And the state-level data doesn't show local trends, which are what really matter when it comes to hospital capacity. Some of the hardest-hit cities in these states are feeling the strain, as Hanage pointed out. Hospitals in Houston have started transferring their Covid-19 patients to other cities, and they are implementing their surge capacity plans, anticipating a growing need because of the trendlines in the state.

Once a hospital’s capacity is reached, it’s already too late. They will have to endure several rough weeks after that breach, because the virus has continued to infect more people in the interim, some of whom will get very sick and require hospitalization when there isn’t any room available for them.
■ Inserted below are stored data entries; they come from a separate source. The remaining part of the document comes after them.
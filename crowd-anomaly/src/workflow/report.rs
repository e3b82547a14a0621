//! Run Report
//!
//! A JSON-serializable summary of one detection run.

use super::pipeline::Detection;
use crate::fusion::extractor::Extraction;
use crate::trigger::secondary::TriggerMode;
use chrono::{DateTime, Utc};
use serde::Serialize;
use std::path::Path;
use uuid::Uuid;

/// Summary of one detection run
#[derive(Debug, Clone, Serialize)]
pub struct DetectionReport {
    /// Unique run ID
    pub run_id: Uuid,
    /// When the report was produced
    pub generated_at: DateTime<Utc>,
    /// Source of Trigger B
    pub trigger_b_mode: TriggerMode,
    /// Entities with at least one residual
    pub entity_count: usize,
    /// Residual observations
    pub residual_count: usize,
    /// Entities whose threshold could not be calibrated
    pub degenerate_entities: usize,
    /// Ticks in persisted Trigger A / true ticks
    pub trigger_a_ticks: TickCounts,
    /// Ticks in persisted Trigger B / true ticks
    pub trigger_b_ticks: TickCounts,
    /// Ticks present in both triggers
    pub shared_ticks: usize,
    /// Shared ticks where both triggers are true
    pub fused_ticks: usize,
    /// Rounded anomalous timestamps, ascending
    pub anomaly_timestamps: Vec<f64>,
    /// Time column used in the detail dataset
    pub detail_time_column: String,
    /// Detail rows selected
    pub extracted_rows: usize,
}

/// Size of a tick signal and how many ticks are true
#[derive(Debug, Clone, Copy, PartialEq, Eq, Serialize)]
pub struct TickCounts {
    /// Ticks in the signal
    pub total: usize,
    /// True ticks
    pub asserted: usize,
}

impl DetectionReport {
    /// Summarize a finished run
    pub fn from_run(detection: &Detection, extraction: &Extraction) -> Self {
        Self {
            run_id: Uuid::new_v4(),
            generated_at: Utc::now(),
            trigger_b_mode: detection.mode,
            entity_count: detection.surprise.thresholds.len(),
            residual_count: detection.residuals.len(),
            degenerate_entities: detection.surprise.degenerate_entities(),
            trigger_a_ticks: TickCounts {
                total: detection.trigger_a.len(),
                asserted: detection.trigger_a.true_count(),
            },
            trigger_b_ticks: TickCounts {
                total: detection.trigger_b.len(),
                asserted: detection.trigger_b.true_count(),
            },
            shared_ticks: detection.fusion.table.len(),
            fused_ticks: detection.fusion.fused_count(),
            anomaly_timestamps: detection.fusion.anomalies.seconds(),
            detail_time_column: extraction.time_column.clone(),
            extracted_rows: extraction.table.len(),
        }
    }

    /// Serialize as pretty JSON
    pub fn to_json(&self) -> crate::Result<String> {
        Ok(serde_json::to_string_pretty(self)?)
    }

    /// Save the report to a file
    pub fn save(&self, path: &Path) -> crate::Result<()> {
        if let Some(parent) = path.parent() {
            if !parent.as_os_str().is_empty() {
                std::fs::create_dir_all(parent)?;
            }
        }
        std::fs::write(path, self.to_json()?)?;
        Ok(())
    }
}

#[cfg(test)]
mod tests {
    use super::*;
    use crate::analysis::threshold::SurpriseAggregator;
    use crate::data::types::Table;
    use crate::fusion::engine::FusionEngine;
    use crate::signal::persistence::TickSignal;
    use crate::time::tick::Tick;
    use tempfile::TempDir;

    fn detection() -> Detection {
        let a = TickSignal::from_sorted_unique(vec![(Tick::new(1.0), true), (Tick::new(2.0), true)]);
        let b = TickSignal::from_sorted_unique(vec![(Tick::new(2.0), true), (Tick::new(3.0), false)]);
        Detection {
            residuals: vec![],
            surprise: SurpriseAggregator::default().analyze(&[]),
            fusion: FusionEngine::default().fuse(&a, &b),
            trigger_a: a,
            trigger_b: b,
            mode: TriggerMode::Rule,
        }
    }

    fn extraction() -> Extraction {
        let mut table = Table::new(vec!["t".to_string()]);
        table.push_row(vec!["2.0".to_string()]);
        Extraction {
            time_column: "t".to_string(),
            table,
        }
    }

    #[test]
    fn test_report_counts() {
        let report = DetectionReport::from_run(&detection(), &extraction());
        assert_eq!(report.trigger_b_mode, TriggerMode::Rule);
        assert_eq!(report.trigger_a_ticks, TickCounts { total: 2, asserted: 2 });
        assert_eq!(report.trigger_b_ticks, TickCounts { total: 2, asserted: 1 });
        assert_eq!(report.shared_ticks, 1);
        assert_eq!(report.fused_ticks, 1);
        assert_eq!(report.anomaly_timestamps, vec![2.0]);
        assert_eq!(report.extracted_rows, 1);
    }

    #[test]
    fn test_report_json() {
        let json = DetectionReport::from_run(&detection(), &extraction()).to_json().unwrap();
        let value: serde_json::Value = serde_json::from_str(&json).unwrap();
        assert_eq!(value["trigger_b_mode"], "rule");
        assert_eq!(value["anomaly_timestamps"][0], 2.0);
        assert!(value["run_id"].is_string());
    }

    #[test]
    fn test_report_save() {
        let temp_dir = TempDir::new().expect("Failed to create temp dir");
        let path = temp_dir.path().join("reports").join("run.json");
        DetectionReport::from_run(&detection(), &extraction())
            .save(&path)
            .expect("Failed to save report");
        assert!(path.exists());
    }
}
//! Constant-Velocity Residuals
//!
//! For every sample that has a successor in its entity's track, extrapolates
//! the position forward by the current velocity over the gap to the next
//! sample and measures how far the entity actually landed from that guess.
//! Large residuals mean the entity did something its own recent motion did
//! not predict.

use crate::app::config::ResidualConfig;
use crate::data::types::TrajectorySample;
use crate::time::tick::Tick;
use std::collections::BTreeMap;
use tracing::{debug, trace};

/// Prediction error for one (entity, time) observation
#[derive(Debug, Clone, PartialEq)]
pub struct ResidualRecord {
    /// Entity the observation belongs to
    pub entity_id: String,
    /// Time of the observation the prediction was made from
    pub t: Tick,
    /// Gap used for extrapolation (after the non-positive guard)
    pub time_delta: f64,
    /// Constant-velocity prediction of the next position
    pub predicted: (f64, f64),
    /// Next recorded position
    pub actual_next: (f64, f64),
    /// Euclidean distance between prediction and actual
    pub residual: f64,
}

/// Computes per-entity constant-velocity residuals
#[derive(Debug, Clone)]
pub struct ResidualEstimator {
    /// Gap substituted when the next sample is not strictly later
    pub default_time_delta: f64,
}

impl Default for ResidualEstimator {
    fn default() -> Self {
        Self::from_config(&ResidualConfig::default())
    }
}

impl ResidualEstimator {
    /// Create an estimator with an explicit default delta
    pub fn new(default_time_delta: f64) -> Self {
        Self { default_time_delta }
    }

    /// Create from configuration
    pub fn from_config(config: &ResidualConfig) -> Self {
        Self::new(config.default_time_delta)
    }

    /// Compute residuals for all entities.
    ///
    /// Output is ordered by entity id, then time. Each entity with `n` samples
    /// contributes `n - 1` records; single-sample entities contribute none.
    pub fn estimate(&self, samples: &[TrajectorySample]) -> Vec<ResidualRecord> {
        let tracks = group_tracks(samples);
        let mut records = Vec::with_capacity(samples.len().saturating_sub(tracks.len()));

        for (entity_id, track) in &tracks {
            if track.len() < 2 {
                trace!("Entity {} has a single sample; no residuals", entity_id);
                continue;
            }
            for pair in track.windows(2) {
                records.push(self.residual_between(pair[0], pair[1]));
            }
        }

        debug!(
            "Computed {} residuals across {} entities",
            records.len(),
            tracks.len()
        );
        records
    }

    /// Residual of `current` predicting `next`
    fn residual_between(&self, current: &TrajectorySample, next: &TrajectorySample) -> ResidualRecord {
        let time_delta = self.guarded_delta(current, next);
        let predicted = (
            current.x + current.vx * time_delta,
            current.y + current.vy * time_delta,
        );
        let actual_next = next.position();
        let residual = (actual_next.0 - predicted.0).hypot(actual_next.1 - predicted.1);

        ResidualRecord {
            entity_id: current.entity_id.clone(),
            t: Tick::new(current.t),
            time_delta,
            predicted,
            actual_next,
            residual,
        }
    }

    /// Gap to the next sample, replaced by the default when not strictly positive
    fn guarded_delta(&self, current: &TrajectorySample, next: &TrajectorySample) -> f64 {
        let delta = next.t - current.t;
        // NaN fails the comparison as well
        if delta > 0.0 {
            delta
        } else {
            trace!(
                "Entity {} at t={}: non-positive gap {}, using {}",
                current.entity_id,
                current.t,
                delta,
                self.default_time_delta
            );
            self.default_time_delta
        }
    }
}

/// Group samples by entity, each track sorted by time.
///
/// The sort is stable, so duplicated timestamps keep their input order.
fn group_tracks(samples: &[TrajectorySample]) -> BTreeMap<&str, Vec<&TrajectorySample>> {
    let mut tracks: BTreeMap<&str, Vec<&TrajectorySample>> = BTreeMap::new();
    for sample in samples {
        tracks.entry(sample.entity_id.as_str()).or_default().push(sample);
    }
    for track in tracks.values_mut() {
        track.sort_by(|a, b| a.t.total_cmp(&b.t));
    }
    tracks
}

#[cfg(test)]
mod tests {
    use super::*;

    fn sample(id: &str, t: f64, pos: (f64, f64), vel: (f64, f64)) -> TrajectorySample {
        TrajectorySample::new(id, t, pos, vel)
    }

    #[test]
    fn test_constant_velocity_residual() {
        let samples = vec![
            sample("E", 0.0, (0.0, 0.0), (1.0, 0.0)),
            sample("E", 2.5, (10.0, 0.0), (0.0, 0.0)),
        ];
        let records = ResidualEstimator::default().estimate(&samples);

        assert_eq!(records.len(), 1);
        let r = &records[0];
        assert_eq!(r.entity_id, "E");
        assert_eq!(r.t, Tick::new(0.0));
        assert_eq!(r.time_delta, 2.5);
        assert_eq!(r.predicted, (2.5, 0.0));
        assert_eq!(r.actual_next, (10.0, 0.0));
        assert!((r.residual - 7.5).abs() < 1e-12);
    }

    #[test]
    fn test_perfect_prediction_has_zero_residual() {
        let samples = vec![
            sample("A", 0.0, (0.0, 0.0), (1.0, 2.0)),
            sample("A", 1.0, (1.0, 2.0), (1.0, 2.0)),
            sample("A", 3.0, (3.0, 6.0), (1.0, 2.0)),
        ];
        let records = ResidualEstimator::default().estimate(&samples);
        assert_eq!(records.len(), 2);
        assert!(records.iter().all(|r| r.residual.abs() < 1e-12));
        assert_eq!(records[1].time_delta, 2.0);
    }

    #[test]
    fn test_record_count_is_samples_minus_one() {
        let mut samples = Vec::new();
        for i in 0..5 {
            samples.push(sample("A", i as f64, (0.0, 0.0), (0.0, 0.0)));
        }
        for i in 0..3 {
            samples.push(sample("B", i as f64, (0.0, 0.0), (0.0, 0.0)));
        }
        samples.push(sample("C", 0.0, (0.0, 0.0), (0.0, 0.0)));

        let records = ResidualEstimator::default().estimate(&samples);
        let count = |id: &str| records.iter().filter(|r| r.entity_id == id).count();
        assert_eq!(count("A"), 4);
        assert_eq!(count("B"), 2);
        assert_eq!(count("C"), 0);
        assert_eq!(records.len(), 6);
    }

    #[test]
    fn test_unsorted_input_is_ordered_per_entity() {
        let samples = vec![
            sample("B", 2.0, (0.0, 0.0), (0.0, 0.0)),
            sample("A", 1.0, (0.0, 0.0), (0.0, 0.0)),
            sample("B", 0.0, (0.0, 0.0), (0.0, 0.0)),
            sample("A", 0.0, (0.0, 0.0), (0.0, 0.0)),
        ];
        let records = ResidualEstimator::default().estimate(&samples);
        let keys: Vec<(&str, f64)> = records
            .iter()
            .map(|r| (r.entity_id.as_str(), r.t.seconds()))
            .collect();
        assert_eq!(keys, vec![("A", 0.0), ("B", 0.0)]);
        assert_eq!(records[1].time_delta, 2.0);
    }

    #[test]
    fn test_duplicate_timestamp_uses_default_delta() {
        let samples = vec![
            sample("A", 5.0, (0.0, 0.0), (2.0, 0.0)),
            sample("A", 5.0, (5.0, 0.0), (0.0, 0.0)),
        ];
        let records = ResidualEstimator::new(2.5).estimate(&samples);
        assert_eq!(records[0].time_delta, 2.5);
        assert_eq!(records[0].predicted, (5.0, 0.0));
        assert!(records[0].residual.abs() < 1e-12);
    }

    #[test]
    fn test_nan_gap_uses_default_delta() {
        let samples = vec![
            sample("A", 0.0, (0.0, 0.0), (1.0, 0.0)),
            sample("A", f64::NAN, (4.0, 0.0), (0.0, 0.0)),
        ];
        let records = ResidualEstimator::new(4.0).estimate(&samples);
        assert_eq!(records.len(), 1);
        assert_eq!(records[0].time_delta, 4.0);
    }

    #[test]
    fn test_empty_input() {
        assert!(ResidualEstimator::default().estimate(&[]).is_empty());
    }
}
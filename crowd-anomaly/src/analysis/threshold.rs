//! Adaptive Thresholds & Per-Tick Surprise
//!
//! Each entity is judged against its own residual distribution: the
//! configured percentile of its residuals becomes its threshold, and an
//! observation is "surprising" when it strictly exceeds that threshold.
//! Surprise is then aggregated per tick into the fraction of active
//! entities that were surprised, which drives the raw Trigger A signal.
//!
//! Percentiles use linear interpolation between order statistics:
//! for sorted values `v[0..n]` and `p` in `[0, 1]`, the position is
//! `p * (n - 1)` and the result blends the two neighbouring values by the
//! fractional part of that position.

use super::residual::ResidualRecord;
use crate::app::config::{ResidualConfig, TriggerAConfig};
use crate::signal::persistence::TickSignal;
use crate::time::tick::Tick;
use std::collections::BTreeMap;
use tracing::{debug, warn};

/// Per-entity residual threshold
#[derive(Debug, Clone, Copy, PartialEq)]
pub enum EntityThreshold {
    /// Percentile of the entity's residuals
    Value(f64),
    /// Too few residuals to calibrate; never exceeded
    Degenerate,
}

impl EntityThreshold {
    /// Whether `residual` strictly exceeds this threshold
    #[inline]
    pub fn is_exceeded_by(&self, residual: f64) -> bool {
        match self {
            EntityThreshold::Value(threshold) => residual > *threshold,
            EntityThreshold::Degenerate => false,
        }
    }

    /// The numeric threshold, if calibrated
    pub fn value(&self) -> Option<f64> {
        match self {
            EntityThreshold::Value(v) => Some(*v),
            EntityThreshold::Degenerate => None,
        }
    }
}

/// Population surprise at one tick
#[derive(Debug, Clone, Copy, PartialEq)]
pub struct SurpriseTick {
    /// Tick time
    pub t: Tick,
    /// Observations at this tick
    pub active: usize,
    /// Observations above their entity's threshold
    pub surprised: usize,
    /// `surprised / active`, 0 when nothing is active
    pub frac_surprised: f64,
    /// Raw Trigger A
    pub flag_raw: bool,
}

/// Result of threshold calibration and aggregation
#[derive(Debug, Clone)]
pub struct SurpriseAnalysis {
    /// Threshold per entity
    pub thresholds: BTreeMap<String, EntityThreshold>,
    /// Per-record flag, parallel to the input residuals
    pub flags: Vec<bool>,
    /// Per-tick aggregation, ascending by time
    pub ticks: Vec<SurpriseTick>,
}

impl SurpriseAnalysis {
    /// Entities whose threshold could not be calibrated
    pub fn degenerate_entities(&self) -> usize {
        self.thresholds
            .values()
            .filter(|t| matches!(t, EntityThreshold::Degenerate))
            .count()
    }

    /// Raw Trigger A as a tick signal
    pub fn raw_signal(&self) -> TickSignal {
        TickSignal::from_sorted_unique(self.ticks.iter().map(|t| (t.t, t.flag_raw)).collect())
    }
}

/// Calibrates per-entity thresholds and aggregates surprise per tick
#[derive(Debug, Clone)]
pub struct SurpriseAggregator {
    /// Percentile (0..=1) used as each entity's threshold
    pub percentile: f64,
    /// Minimum finite residuals needed to calibrate
    pub min_samples: usize,
    /// Fraction surprised at or above which raw Trigger A fires
    pub min_fraction_surprised: f64,
}

impl Default for SurpriseAggregator {
    fn default() -> Self {
        Self::from_config(&ResidualConfig::default(), &TriggerAConfig::default())
    }
}

impl SurpriseAggregator {
    /// Create from configuration
    pub fn from_config(residual: &ResidualConfig, trigger_a: &TriggerAConfig) -> Self {
        Self {
            percentile: residual.percentile,
            min_samples: residual.min_samples,
            min_fraction_surprised: trigger_a.min_fraction_surprised,
        }
    }

    /// Calibrate thresholds, flag records, and aggregate per tick
    pub fn analyze(&self, records: &[ResidualRecord]) -> SurpriseAnalysis {
        let thresholds = self.calibrate(records);

        let flags: Vec<bool> = records
            .iter()
            .map(|r| {
                thresholds
                    .get(&r.entity_id)
                    .is_some_and(|threshold| threshold.is_exceeded_by(r.residual))
            })
            .collect();

        let mut per_tick: BTreeMap<Tick, (usize, usize)> = BTreeMap::new();
        for (record, flagged) in records.iter().zip(&flags) {
            let entry = per_tick.entry(record.t).or_insert((0, 0));
            entry.0 += 1;
            if *flagged {
                entry.1 += 1;
            }
        }

        let ticks: Vec<SurpriseTick> = per_tick
            .into_iter()
            .map(|(t, (active, surprised))| {
                let frac_surprised = fraction(surprised, active);
                SurpriseTick {
                    t,
                    active,
                    surprised,
                    frac_surprised,
                    flag_raw: frac_surprised >= self.min_fraction_surprised,
                }
            })
            .collect();

        debug!(
            "Flagged {} of {} residuals; {} of {} ticks raise raw trigger A",
            flags.iter().filter(|f| **f).count(),
            flags.len(),
            ticks.iter().filter(|t| t.flag_raw).count(),
            ticks.len()
        );

        SurpriseAnalysis {
            thresholds,
            flags,
            ticks,
        }
    }

    /// Threshold for every entity present in `records`
    pub fn calibrate(&self, records: &[ResidualRecord]) -> BTreeMap<String, EntityThreshold> {
        let mut residuals: BTreeMap<&str, Vec<f64>> = BTreeMap::new();
        for record in records {
            let bucket = residuals.entry(record.entity_id.as_str()).or_default();
            if record.residual.is_finite() {
                bucket.push(record.residual);
            }
        }

        let mut degenerate = 0usize;
        let thresholds = residuals
            .into_iter()
            .map(|(entity_id, mut values)| {
                let threshold = if values.len() < self.min_samples {
                    None
                } else {
                    values.sort_by(|a, b| a.total_cmp(b));
                    percentile_sorted(&values, self.percentile)
                };
                let threshold = match threshold {
                    Some(v) => EntityThreshold::Value(v),
                    None => {
                        degenerate += 1;
                        debug!(
                            "Entity {} has {} usable residuals; threshold is degenerate",
                            entity_id,
                            values.len()
                        );
                        EntityThreshold::Degenerate
                    }
                };
                (entity_id.to_string(), threshold)
            })
            .collect();

        if degenerate > 0 {
            warn!(
                "{} entities have too few residuals for a threshold and will never be flagged",
                degenerate
            );
        }
        thresholds
    }
}

/// `part / whole`, defined as 0 when `whole` is 0
#[inline]
fn fraction(part: usize, whole: usize) -> f64 {
    if whole == 0 {
        0.0
    } else {
        part as f64 / whole as f64
    }
}

/// Linear-interpolated percentile of ascending `values`, `p` in `[0, 1]`
pub fn percentile_sorted(values: &[f64], p: f64) -> Option<f64> {
    if values.is_empty() || !p.is_finite() {
        return None;
    }
    let p = p.clamp(0.0, 1.0);
    if values.len() == 1 {
        return Some(values[0]);
    }
    let pos = p * ((values.len() - 1) as f64);
    let lo = pos.floor() as usize;
    let hi = pos.ceil() as usize;
    let lo_v = *values.get(lo)?;
    let hi_v = *values.get(hi)?;
    let frac = pos - lo as f64;
    Some(lo_v + (hi_v - lo_v) * frac)
}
“We’re seeing some drastic measures being implemented right now in Texas and Arizona along those lines: using children’s hospitals for adults, going into crisis mode, etc.,” Tara Smith, who studies infectious diseases at Kent State University, told me. “So it shows how quickly all of that can turn around.”

And, on top of Covid-19, these health systems will continue to have the usual flow of emergencies from heart attacks, strokes, accidents, etc. That’s when experts start to worry people will die who wouldn’t otherwise have. That is what social distancing, by slowing the spread of the coronavirus, is supposed to prevent.

 A map showing states’ progress on combating the coronavirus pandemic.
We don’t have to lock down forever — but we have to be smart and vigilant

Lockdowns are extraordinarily burdensome. Tens of millions of Americans have lost their jobs. Drug overdoses have spiked. There has been a worrying increase in heart-related deaths, which indicates people who otherwise would have sought medical treatment did not do so during the worst of the outbreak this spring.

But we cannot will the coronavirus out of existence. Experts warned months ago that if states reopened too early, cases would spike, which would strain health systems and put us at risk of losing more people to this virus. That appears to be what’s starting to happen. And it may get worse; if the summer heat has suppressed the virus to any degree, we could see another rebound in the fall and winter.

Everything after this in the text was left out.